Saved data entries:
== == ==

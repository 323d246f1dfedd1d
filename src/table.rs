use crate::attribute::{Attribute, AttributeKind};
use rand::seq::SliceRandom as _;
use rand::Rng;

/// A single cell of a [`Table`].
///
/// Categorical values are stored as indices into the attribute's [`Domain`](crate::Domain).
#[derive(Debug, Clone, Copy, PartialEq)]
pub enum Value {
    Numeric(f64),
    Categorical(usize),
}

impl Value {
    pub fn as_f64(self) -> Option<f64> {
        match self {
            Self::Numeric(v) => Some(v),
            Self::Categorical(_) => None,
        }
    }

    pub fn as_index(self) -> Option<usize> {
        match self {
            Self::Numeric(_) => None,
            Self::Categorical(i) => Some(i),
        }
    }

    /// `NaN` marks a missing numeric value.
    pub fn is_missing(self) -> bool {
        matches!(self, Self::Numeric(v) if v.is_nan())
    }
}

#[derive(Debug, Clone, PartialEq)]
pub struct Row(Vec<Value>);

impl Row {
    pub(crate) fn new(values: Vec<Value>) -> Self {
        Self(values)
    }

    pub fn values(&self) -> &[Value] {
        &self.0
    }

    pub fn get(&self, attribute: usize) -> Option<Value> {
        self.0.get(attribute).copied()
    }

    pub fn len(&self) -> usize {
        self.0.len()
    }

    pub fn is_empty(&self) -> bool {
        self.0.is_empty()
    }
}

/// A labeled attribute-value dataset.
///
/// Tables are built by [`TableOptions::build`](crate::TableOptions::build) and never
/// change afterwards. The target attribute, when present, is always the last one.
#[derive(Debug, Clone, PartialEq)]
pub struct Table {
    name: String,
    attributes: Vec<Attribute>,
    rows: Vec<Row>,
    target_index: Option<usize>,
}

impl Table {
    pub(crate) fn from_parts(
        name: String,
        attributes: Vec<Attribute>,
        rows: Vec<Row>,
        has_target: bool,
    ) -> Self {
        debug_assert!(rows.iter().all(|r| r.len() == attributes.len()));
        debug_assert!(!has_target || !attributes.is_empty());

        let target_index = if has_target {
            Some(attributes.len() - 1)
        } else {
            None
        };
        Self {
            name,
            attributes,
            rows,
            target_index,
        }
    }

    pub fn name(&self) -> &str {
        &self.name
    }

    pub fn attributes(&self) -> &[Attribute] {
        &self.attributes
    }

    pub fn attribute(&self, index: usize) -> Option<&Attribute> {
        self.attributes.get(index)
    }

    pub fn attribute_by_name(&self, name: &str) -> Option<(usize, &Attribute)> {
        self.attributes
            .iter()
            .enumerate()
            .find(|(_, a)| a.name() == name)
    }

    pub fn attribute_count(&self) -> usize {
        self.attributes.len()
    }

    pub fn row_count(&self) -> usize {
        self.rows.len()
    }

    pub fn rows(&self) -> &[Row] {
        &self.rows
    }

    pub fn row(&self, index: usize) -> Option<&Row> {
        self.rows.get(index)
    }

    pub fn target_index(&self) -> Option<usize> {
        self.target_index
    }

    pub fn target(&self) -> Option<&Attribute> {
        self.target_index.map(|i| &self.attributes[i])
    }

    /// Values of one attribute in row order.
    ///
    /// # Panics
    ///
    /// Panics if `attribute` is out of range.
    pub fn column(&self, attribute: usize) -> impl '_ + Iterator<Item = Value> + Clone {
        assert!(attribute < self.attributes.len());
        self.rows.iter().map(move |r| r.0[attribute])
    }

    /// Values of a numeric attribute, or `None` if it is categorical or out of range.
    pub fn numeric_column(&self, attribute: usize) -> Option<impl '_ + Iterator<Item = f64> + Clone> {
        if !self.attribute(attribute)?.is_numeric() {
            return None;
        }
        Some(self.column(attribute).filter_map(Value::as_f64))
    }

    /// The token of a categorical cell.
    pub fn category(&self, row: usize, attribute: usize) -> Option<&str> {
        let index = self.row(row)?.get(attribute)?.as_index()?;
        match self.attributes[attribute].kind() {
            AttributeKind::Categorical(domain) => domain.value(index),
            AttributeKind::Numeric => None,
        }
    }

    pub fn shuffled<R: Rng + ?Sized>(&self, rng: &mut R) -> Self {
        let mut rows = self.rows.clone();
        rows.shuffle(rng);
        self.with_rows(rows)
    }

    /// Draws `row_count()` rows with replacement.
    pub fn bootstrap_sample<R: Rng + ?Sized>(&self, rng: &mut R) -> Self {
        let n = self.rows.len();
        let rows = (0..n)
            .map(|_| self.rows[rng.gen_range(0..n)].clone())
            .collect();
        self.with_rows(rows)
    }

    /// Splits the rows into `[0, row)` and `[row, row_count())`.
    ///
    /// # Panics
    ///
    /// Panics if `row > row_count()`.
    pub fn split_at(&self, row: usize) -> (Self, Self) {
        let (head, tail) = self.rows.split_at(row);
        (self.with_rows(head.to_vec()), self.with_rows(tail.to_vec()))
    }

    fn with_rows(&self, rows: Vec<Row>) -> Self {
        Self {
            name: self.name.clone(),
            attributes: self.attributes.clone(),
            rows,
            target_index: self.target_index,
        }
    }
}
use crate::attribute::{Attribute, Domain, DomainOrder};
use crate::table::{Row, Table, Value};
use std::collections::HashSet;
use thiserror::Error;

pub const DEFAULT_CLASS_NAME: &str = "class";

/// Target column of a table.
///
/// A numeric label yields a regression target, a string label a classification target.
#[derive(Debug, Clone, PartialEq, Default)]
pub enum Label {
    #[default]
    None,
    Numeric(Vec<f64>),
    Categorical(Vec<String>),
}

impl Label {
    pub fn numeric(values: impl Into<Vec<f64>>) -> Self {
        Self::Numeric(values.into())
    }

    pub fn categorical<I, S>(values: I) -> Self
    where
        I: IntoIterator<Item = S>,
        S: Into<String>,
    {
        Self::Categorical(values.into_iter().map(Into::into).collect())
    }

    pub(crate) fn rows_len(&self) -> Option<usize> {
        match self {
            Self::None => None,
            Self::Numeric(v) => Some(v.len()),
            Self::Categorical(v) => Some(v.len()),
        }
    }
}

#[derive(Debug, Clone)]
pub struct TableOptions {
    domain_order: DomainOrder,
    class_name: String,
}

impl TableOptions {
    pub fn new() -> Self {
        Self::default()
    }

    pub fn domain_order(mut self, order: DomainOrder) -> Self {
        self.domain_order = order;
        self
    }

    pub fn class_name(mut self, name: impl Into<String>) -> Self {
        self.class_name = name.into();
        self
    }

    /// Builds a table with these options.
    ///
    /// Numeric attributes come first, then categorical ones, each in the given order.
    /// When `include_label` is set and `label` is not [`Label::None`], a target attribute
    /// is appended last. Otherwise the label is ignored entirely.
    pub fn build(
        &self,
        name: impl Into<String>,
        numeric: Vec<(String, Vec<f64>)>,
        categorical: Vec<(String, Vec<String>)>,
        label: Label,
        include_label: bool,
    ) -> Result<Table, BuildError> {
        let name = name.into();
        let label = if include_label { label } else { Label::None };
        let rows_len = self.check_shape(&numeric, &categorical, &label)?;
        self.check_names(&numeric, &categorical, &label)?;

        let mut attributes = Vec::with_capacity(numeric.len() + categorical.len() + 1);
        attributes.extend(numeric.iter().map(|(n, _)| Attribute::numeric(n.clone())));

        let mut encoded = Vec::with_capacity(categorical.len() + 1);
        for (n, values) in &categorical {
            let (attribute, indices) = self.categorical_attribute(n, values);
            attributes.push(attribute);
            encoded.push(indices);
        }

        let target = match &label {
            Label::None => None,
            Label::Numeric(_) => Some(Attribute::numeric(self.class_name.clone())),
            Label::Categorical(values) => {
                let (attribute, indices) = self.categorical_attribute(&self.class_name, values);
                encoded.push(indices);
                Some(attribute)
            }
        };
        let has_target = target.is_some();
        attributes.extend(target);

        let rows = (0..rows_len)
            .map(|i| {
                let mut values = Vec::with_capacity(attributes.len());
                values.extend(numeric.iter().map(|(_, c)| Value::Numeric(c[i])));
                values.extend(encoded.iter().map(|c| Value::Categorical(c[i])));
                if let Label::Numeric(c) = &label {
                    values.push(Value::Numeric(c[i]));
                }
                Row::new(values)
            })
            .collect::<Vec<_>>();

        tracing::debug!(
            table = %name,
            rows = rows.len(),
            attributes = attributes.len(),
            has_target,
            "built table"
        );
        Ok(Table::from_parts(name, attributes, rows, has_target))
    }

    fn check_shape(
        &self,
        numeric: &[(String, Vec<f64>)],
        categorical: &[(String, Vec<String>)],
        label: &Label,
    ) -> Result<usize, BuildError> {
        let lens = numeric
            .iter()
            .map(|(n, c)| (n.as_str(), c.len()))
            .chain(categorical.iter().map(|(n, c)| (n.as_str(), c.len())))
            .chain(label.rows_len().map(|len| (self.class_name.as_str(), len)));

        let mut expected = None;
        for (column, got) in lens {
            match expected {
                None => expected = Some(got),
                Some(expected) if expected != got => {
                    return Err(BuildError::ShapeMismatch {
                        column: column.to_owned(),
                        expected,
                        got,
                    });
                }
                Some(_) => {}
            }
        }
        if numeric.is_empty() && categorical.is_empty() {
            return Err(BuildError::EmptyInput);
        }
        let rows_len = expected.expect("never fails");

        if rows_len == 0 {
            let empty = categorical.first().map(|(n, _)| n.as_str()).or_else(|| {
                matches!(label, Label::Categorical(_)).then(|| self.class_name.as_str())
            });
            if let Some(column) = empty {
                return Err(BuildError::EmptyColumn {
                    column: column.to_owned(),
                });
            }
        }
        Ok(rows_len)
    }

    fn check_names(
        &self,
        numeric: &[(String, Vec<f64>)],
        categorical: &[(String, Vec<String>)],
        label: &Label,
    ) -> Result<(), BuildError> {
        let target = match label {
            Label::None => None,
            _ => Some(self.class_name.as_str()),
        };
        let mut seen = HashSet::new();
        for name in numeric
            .iter()
            .map(|(n, _)| n.as_str())
            .chain(categorical.iter().map(|(n, _)| n.as_str()))
            .chain(target)
        {
            if !seen.insert(name) {
                return Err(BuildError::DuplicateAttributeName {
                    name: name.to_owned(),
                });
            }
        }
        Ok(())
    }

    fn categorical_attribute(&self, name: &str, values: &[String]) -> (Attribute, Vec<usize>) {
        let domain = Domain::from_values(values, self.domain_order);
        tracing::trace!(attribute = name, values = domain.len(), "discovered domain");

        let indices = values
            .iter()
            .map(|v| domain.index_of(v).expect("never fails"))
            .collect();
        (Attribute::categorical(name, domain), indices)
    }
}

impl Default for TableOptions {
    fn default() -> Self {
        Self {
            domain_order: DomainOrder::default(),
            class_name: DEFAULT_CLASS_NAME.to_owned(),
        }
    }
}

/// Collects columns one by one before building a [`Table`].
#[derive(Debug, Clone, Default)]
pub struct TableBuilder {
    options: TableOptions,
    numeric: Vec<(String, Vec<f64>)>,
    categorical: Vec<(String, Vec<String>)>,
    label: Label,
    include_label: bool,
}

impl TableBuilder {
    pub fn new() -> Self {
        Self::default()
    }

    pub fn options(mut self, options: TableOptions) -> Self {
        self.options = options;
        self
    }

    pub fn numeric(mut self, name: impl Into<String>, values: impl Into<Vec<f64>>) -> Self {
        self.numeric.push((name.into(), values.into()));
        self
    }

    pub fn categorical<I, S>(mut self, name: impl Into<String>, values: I) -> Self
    where
        I: IntoIterator<Item = S>,
        S: Into<String>,
    {
        let values = values.into_iter().map(Into::into).collect();
        self.categorical.push((name.into(), values));
        self
    }

    /// Sets the label and marks it as included.
    pub fn label(mut self, label: Label) -> Self {
        self.label = label;
        self.include_label = true;
        self
    }

    pub fn include_label(mut self, include: bool) -> Self {
        self.include_label = include;
        self
    }

    pub fn build(self, name: impl Into<String>) -> Result<Table, BuildError> {
        self.options.build(
            name,
            self.numeric,
            self.categorical,
            self.label,
            self.include_label,
        )
    }
}

impl Table {
    /// Builds a table with default [`TableOptions`].
    pub fn build(
        name: impl Into<String>,
        numeric: Vec<(String, Vec<f64>)>,
        categorical: Vec<(String, Vec<String>)>,
        label: Label,
        include_label: bool,
    ) -> Result<Self, BuildError> {
        TableOptions::default().build(name, numeric, categorical, label, include_label)
    }
}

#[non_exhaustive]
#[derive(Debug, Error, Clone, PartialEq, Eq)]
pub enum BuildError {
    #[error("at least one numeric or categorical column is required")]
    EmptyInput,

    #[error("column {column:?} has {got} rows, expected {expected}")]
    ShapeMismatch {
        column: String,
        expected: usize,
        got: usize,
    },

    #[error("categorical column {column:?} has no values to infer a domain from")]
    EmptyColumn { column: String },

    #[error("attribute name {name:?} is used more than once")]
    DuplicateAttributeName { name: String },
}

== == ==

* **Task prompt**: Only the lines from the beginning of the data above through the line containing "missing numeric value." should be repeated, exactly as they appear.

* **Solution to this exercise**:
repository 323d246f1dfedd1d
filename src/table.rs
use crate::attribute::{Attribute, AttributeKind};
use rand::seq::SliceRandom as _;
use rand::Rng;

/// A single cell of a [`Table`].
///
/// Categorical values are stored as indices into the attribute's [`Domain`](crate::Domain).
#[derive(Debug, Clone, Copy, PartialEq)]
pub enum Value {
    Numeric(f64),
    Categorical(usize),
}

impl Value {
    pub fn as_f64(self) -> Option<f64> {
        match self {
            Self::Numeric(v) => Some(v),
            Self::Categorical(_) => None,
        }
    }

    pub fn as_index(self) -> Option<usize> {
        match self {
            Self::Numeric(_) => None,
            Self::Categorical(i) => Some(i),
        }
    }

    /// `NaN` marks a missing numeric value.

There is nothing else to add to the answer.